The recommendations have been in the works for about two years, but they serve in part as a rebuttal to guidelines issued in November by the U.S. Preventive Services Task Force, which recommended against routine breast mammograms for women in their 40s.
Those recommendations contradicted years of messages about the need for routine breast cancer screening starting at age 40, sparking a rebellion from breast cancer specialists who argued the guidelines would confuse women and result in more deaths from breast cancer.
"Amidst all the furor, the ACR and the SBI stand firmly behind their recommendation that screening mammography should be performed annually beginning at age 40 for women at average risk for breast cancer," Lee and colleagues wrote.
The recommendations also cover the use of MRI and breast ultrasound in women who are at high risk of breast cancer because they have mutations in the BRCA1 or BRCA2 genes or a family history of breast cancer.
In these women, breast mammograms should begin by age 30, but not before age 25, when the risk of radiation exposure from the mammograms begins to outweigh the benefits of screening.
Dr. Phil Evans of the University of Texas Southwestern Medical Center in Dallas and president of the Society for Breast Imaging said the guidelines are based on the latest clinical trial data.
"Where the data was not present, we looked at recommendations that reflect expert consensus opinion," he said in a telephone interview.
He said they also help fill in some gaps in terms of how to screen high-risk women. In women who have BRCA mutations, the group recommends annual MRI screening, a more sensitive test, in addition to mammograms starting by age 30.
Women who have a greater than 20% lifetime risk of breast cancer based on family history should also have annual MRI scans starting at 30.

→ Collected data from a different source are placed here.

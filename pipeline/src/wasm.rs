//! WASM entry points for the browser editor.

use serde::Serialize;
use wasm_bindgen::prelude::*;

use crate::analyze::{self, DagReport, PipelineReport};
use crate::config::PipelineConfig;
use crate::error::{Diagnostic, PipelineError};
use crate::parse::{NodeData, NodeKind, PipelineNode};
use crate::store::GraphStore;

/// Analyze a pipeline JSON document.
/// Returns a `PipelineReport` object, or `{ status: "error", code, phase,
/// message }` for an unreadable file.
#[wasm_bindgen]
pub fn analyze_pipeline(json: &str) -> JsValue {
    let result = analyze_pipeline_inner(json);
    to_js(&result)
}

fn analyze_pipeline_inner(json: &str) -> AnalysisResult<PipelineReport> {
    match crate::parse::parse(json) {
        Ok(pipeline) => AnalysisResult::Report(analyze::analyze_pipeline(&pipeline)),
        Err(e) => AnalysisResult::from(e),
    }
}

/// DAG verdict only, without type counts or isolation data.
#[wasm_bindgen]
pub fn check_dag(json: &str) -> JsValue {
    let result = check_dag_inner(json);
    to_js(&result)
}

fn check_dag_inner(json: &str) -> AnalysisResult<DagReport> {
    match crate::parse::parse(json) {
        Ok(pipeline) => AnalysisResult::Report(analyze::check_dag(&pipeline)),
        Err(e) => AnalysisResult::from(e),
    }
}

/// One editor session: a graph store the canvas mutates through this handle.
#[wasm_bindgen]
pub struct PipelineEditor {
    store: GraphStore,
}

#[wasm_bindgen]
impl PipelineEditor {
    #[wasm_bindgen(constructor)]
    pub fn new() -> PipelineEditor {
        PipelineEditor {
            store: GraphStore::new(),
        }
    }

    /// Build an editor from a `PipelineConfig` JSON object.
    pub fn with_config(config_json: &str) -> Result<PipelineEditor, String> {
        let config = PipelineConfig::from_json(config_json).map_err(|e| e.to_string())?;
        Ok(PipelineEditor {
            store: GraphStore::with_config(config),
        })
    }

    #[wasm_bindgen(js_name = nextId)]
    pub fn next_id(&mut self, node_type: &str) -> String {
        self.store.next_id(node_type)
    }

    /// Mint an id for `node_type`, place an empty node there and return the id.
    #[wasm_bindgen(js_name = placeNode)]
    pub fn place_node(&mut self, node_type: &str, x: f64, y: f64) -> String {
        let id = self.store.next_id(node_type);
        let data = match NodeKind::from_tag(node_type) {
            Some(kind) => NodeData::default_for(kind),
            None => NodeData::Unrecognized {
                type_tag: Some(node_type.to_string()),
                data: serde_json::Value::Object(serde_json::Map::new()),
            },
        };
        self.store.add_node(PipelineNode::new(id.clone(), data).at(x, y));
        id
    }

    /// Add a node given as JSON. Same-id nodes are replaced.
    #[wasm_bindgen(js_name = addNode)]
    pub fn add_node(&mut self, node_json: &str) -> Result<(), String> {
        let node = serde_json::from_str(node_json).map_err(|e| e.to_string())?;
        self.store.add_node(node);
        Ok(())
    }

    #[wasm_bindgen(js_name = removeNode)]
    pub fn remove_node(&mut self, node_id: &str) {
        self.store.remove_node(node_id);
    }

    /// `value_json` is any JSON value; returns false for unknown nodes.
    #[wasm_bindgen(js_name = updateNodeField)]
    pub fn update_node_field(
        &mut self,
        node_id: &str,
        field: &str,
        value_json: &str,
    ) -> Result<bool, String> {
        let value = serde_json::from_str(value_json).map_err(|e| e.to_string())?;
        Ok(self.store.update_node_field(node_id, field, value))
    }

    pub fn connect(
        &mut self,
        source: &str,
        source_handle: Option<String>,
        target: &str,
        target_handle: Option<String>,
    ) -> String {
        self.store.connect(
            source,
            source_handle.as_deref(),
            target,
            target_handle.as_deref(),
        )
    }

    #[wasm_bindgen(js_name = removeEdge)]
    pub fn remove_edge(&mut self, edge_id: &str) {
        self.store.remove_edge(edge_id);
    }

    #[wasm_bindgen(js_name = importJson)]
    pub fn import_json(&mut self, json: &str) -> Result<(), String> {
        self.store.import_json(json).map_err(|e| e.to_string())
    }

    #[wasm_bindgen(js_name = exportJson)]
    pub fn export_json(&self) -> Result<String, String> {
        self.store.export_json().map_err(|e| e.to_string())
    }

    #[wasm_bindgen(js_name = reconcileIdCounters)]
    pub fn reconcile_id_counters(&mut self) {
        self.store.reconcile_id_counters();
    }

    pub fn clear(&mut self) {
        self.store.clear();
    }

    /// Report for the current graph as a JS object.
    pub fn analyze(&self) -> JsValue {
        to_js(&self.analyze_report())
    }

    /// Report for the current graph as a JSON string.
    #[wasm_bindgen(js_name = analyzeJson)]
    pub fn analyze_json(&self) -> Result<String, String> {
        serde_json::to_string(&self.analyze_report()).map_err(|e| e.to_string())
    }
}

impl PipelineEditor {
    fn analyze_report(&self) -> PipelineReport {
        analyze::analyze_with(&self.store.snapshot(), self.store.config())
    }

    pub fn store(&self) -> &GraphStore {
        &self.store
    }
}

impl Default for PipelineEditor {
    fn default() -> Self {
        Self::new()
    }
}

/// Serialize to plain JS objects. Maps and flattened structs become objects,
/// never `Map`s.
fn to_js<T: Serialize>(value: &T) -> JsValue {
    value
        .serialize(&serde_wasm_bindgen::Serializer::json_compatible())
        .unwrap_or(JsValue::NULL)
}

// ---------------------------------------------------------------------------
// DTOs for serialization to JS
// ---------------------------------------------------------------------------

#[derive(Debug, Serialize)]
#[serde(untagged)]
enum AnalysisResult<R> {
    Report(R),
    Error(ErrorDto),
}

#[derive(Debug, Serialize)]
struct ErrorDto {
    status: &'static str,
    #[serde(flatten)]
    diagnostic: Diagnostic,
}

impl<R> From<PipelineError> for AnalysisResult<R> {
    fn from(e: PipelineError) -> Self {
        AnalysisResult::Error(ErrorDto {
            status: "error",
            diagnostic: Diagnostic::import("I001", e.to_string()),
        })
    }
}

#[cfg(test)]
mod tests {
    use super::*;

    #[test]
    fn analyze_inner_reports_cycle() {
        let json = r#"{
            "nodes": [{"id": "a", "type": "math"}, {"id": "b", "type": "math"}],
            "edges": [
                {"id": "e1", "source": "a", "target": "b"},
                {"id": "e2", "source": "b", "target": "a"}
            ]
        }"#;
        let AnalysisResult::Report(report) = analyze_pipeline_inner(json) else {
            panic!("expected a report");
        };
        assert!(!report.is_dag());
        assert_eq!(report.dag.cycle_display().as_deref(), Some("a → b → a"));
    }

    #[test]
    fn check_dag_inner_rejects_missing_edges_key() {
        let result = check_dag_inner(r#"{"nodes": []}"#);
        let AnalysisResult::Error(err) = result else {
            panic!("expected an error");
        };
        assert_eq!(err.status, "error");
        assert_eq!(err.diagnostic.code, "I001");
        assert!(err.diagnostic.message.starts_with("Invalid pipeline file"));
    }

    #[test]
    fn report_serializes_as_flat_record() {
        let json = r#"{
            "nodes": [{"id": "a", "type": "math"}, {"id": "b", "type": "math"}],
            "edges": [{"id": "e1", "source": "a", "target": "b"}]
        }"#;
        let value = serde_json::to_value(analyze_pipeline_inner(json)).unwrap();
        let record = value.as_object().expect("report is a record");
        assert_eq!(record["isDAG"], serde_json::json!(true));
        assert_eq!(record["topologicalOrder"], serde_json::json!(["a", "b"]));
        assert_eq!(record["nodeTypes"], serde_json::json!({ "math": 2 }));
        assert_eq!(record["isolatedNodes"], serde_json::json!([]));
        assert!(!record.contains_key("dag"));
    }

    #[test]
    fn error_serializes_as_flat_record() {
        let value = serde_json::to_value(check_dag_inner("not json")).unwrap();
        let record = value.as_object().expect("error is a record");
        assert_eq!(record["status"], serde_json::json!("error"));
        assert_eq!(record["code"], serde_json::json!("I001"));
        assert_eq!(record["phase"], serde_json::json!("import"));
        assert!(!record.contains_key("diagnostic"));
    }

    #[test]
    fn editor_session_flow() {
        let mut editor = PipelineEditor::new();
        let input = editor.place_node("customInput", 0.0, 0.0);
        let llm = editor.place_node("llm", 200.0, 0.0);
        assert_eq!(input, "customInput-1");
        assert_eq!(llm, "llm-1");

        editor.connect(&input, Some(format!("{}-value", input)), &llm, None);
        let json = editor.analyze_json().unwrap();
        let report: PipelineReport = serde_json::from_str(&json).unwrap();
        assert!(report.is_dag());
        assert_eq!(
            report.dag.topological_order,
            Some(vec![input.clone(), llm.clone()])
        );

        editor.remove_node(&llm);
        assert!(editor.store().edges().is_empty());
    }

    #[test]
    fn editor_rejects_bad_import_and_keeps_state() {
        let mut editor = PipelineEditor::new();
        editor.place_node("text", 0.0, 0.0);
        assert!(editor.import_json("not json").is_err());
        assert_eq!(editor.store().nodes().len(), 1);
    }
}
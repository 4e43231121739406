//! Kahn's algorithm over the pipeline graph.

use std::collections::VecDeque;

use petgraph::Direction;
use petgraph::graph::NodeIndex;

use crate::parse::graph::PipelineGraph;

/// FIFO topological sort. Zero in-degree nodes are seeded in node-list order
/// and successors are released in edge order, so the result is one fixed
/// order per snapshot.
///
/// Returns the sorted ids on success, or `Err` with the partial order when a
/// cycle keeps some nodes from ever reaching in-degree 0.
pub fn topo_sort(graph: &PipelineGraph) -> Result<Vec<String>, Vec<String>> {
    let mut in_degree: Vec<usize> = graph
        .indices()
        .map(|idx| graph.graph.edges_directed(idx, Direction::Incoming).count())
        .collect();

    let mut queue: VecDeque<NodeIndex> = graph
        .indices()
        .filter(|idx| in_degree[idx.index()] == 0)
        .collect();
    let mut order = Vec::with_capacity(graph.node_count());

    while let Some(current) = queue.pop_front() {
        order.push(graph.id(current).to_string());

        for &next in graph.ordered_successors(current) {
            let degree = &mut in_degree[next.index()];
            *degree -= 1;
            if *degree == 0 {
                queue.push_back(next);
            }
        }
    }

    if order.len() == graph.node_count() {
        Ok(order)
    } else {
        Err(order)
    }
}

For high-risk women who cannot get an MRI, often because of claustrophobia, a breast ultrasound should be used instead, Evans said.
The two groups did not consider the harms associated with routine screening at an earlier age, such as false positive results, which the task force was trying to balance.
"The reason for that is there have been studies that have shown women would rather have their cancer found, even if it means having to have a biopsy. The harms, from most studies we've seen, did not seem to be all that real," Evans said.